//! Events folded by the runtime
//!
//! Every external stimulus - RPC handler calls, heartbeat rounds, spawned
//! RPC completions - enters the runtime as one of these events, giving a
//! single ordered stream over all state mutations.

use std::collections::HashSet;

use span_client::ClientError;
use span_types::{DeploymentOffer, Offer, OfferKey, Remote, RemoteOffer, Wish};
use tokio::sync::oneshot;

use crate::error::CoreError;

/// One event in the merged stream.
#[derive(Debug)]
pub enum Event {
    /// A remote was registered or its endpoint updated
    RemoteUpserted {
        remote: Remote,
        /// True for adapter refreshes (logged quieter)
        refresh: bool,
    },

    /// A remote was removed
    RemoteDeleted { id: String },

    /// A local offer was published or updated
    OfferUpserted {
        offer: Offer,
        /// True for adapter refreshes (logged quieter)
        refresh: bool,
    },

    /// A local offer was withdrawn; `done` fires once the withdrawal
    /// protocol completes (or fails permanently)
    OfferWithdrawn {
        key: OfferKey,
        done: oneshot::Sender<Result<(), CoreError>>,
    },

    /// A peer forwarded an offer to this deployment
    PeerOffer { offer: DeploymentOffer },

    /// A peer asked this deployment to release one of its offers; `ack` is
    /// withheld until the release protocol completes
    PeerRelease {
        offer: DeploymentOffer,
        ack: oneshot::Sender<()>,
    },

    /// The local provisioning program polled a wish
    WishPolled {
        wish: Wish,
        reply: oneshot::Sender<RemoteOffer>,
    },

    /// The local provisioning program deleted a wish
    WishDeleted { wish: Wish },

    /// A heartbeat round completed; `alive` is the set of remote ids that
    /// answered within the per-call timeout. `seq` orders rounds by issue
    /// time: results arriving behind a newer round are stale and dropped
    HeartbeatRound { seq: u64, alive: HashSet<String> },

    /// A spawned withdrawal attempt finished
    WithdrawalOutcome {
        key: OfferKey,
        result: Result<(), ClientError>,
    },

    /// The first provisioning round completed; opens the release gate
    Initialized,
}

__________

◆ ABOUT THIS EXERCISE: Some lines contain the word "done". Pull each one out of the listing.

◆ RESULT:
    /// A local offer was withdrawn; `done` fires once the withdrawal
        done: oneshot::Sender<Result<(), CoreError>>,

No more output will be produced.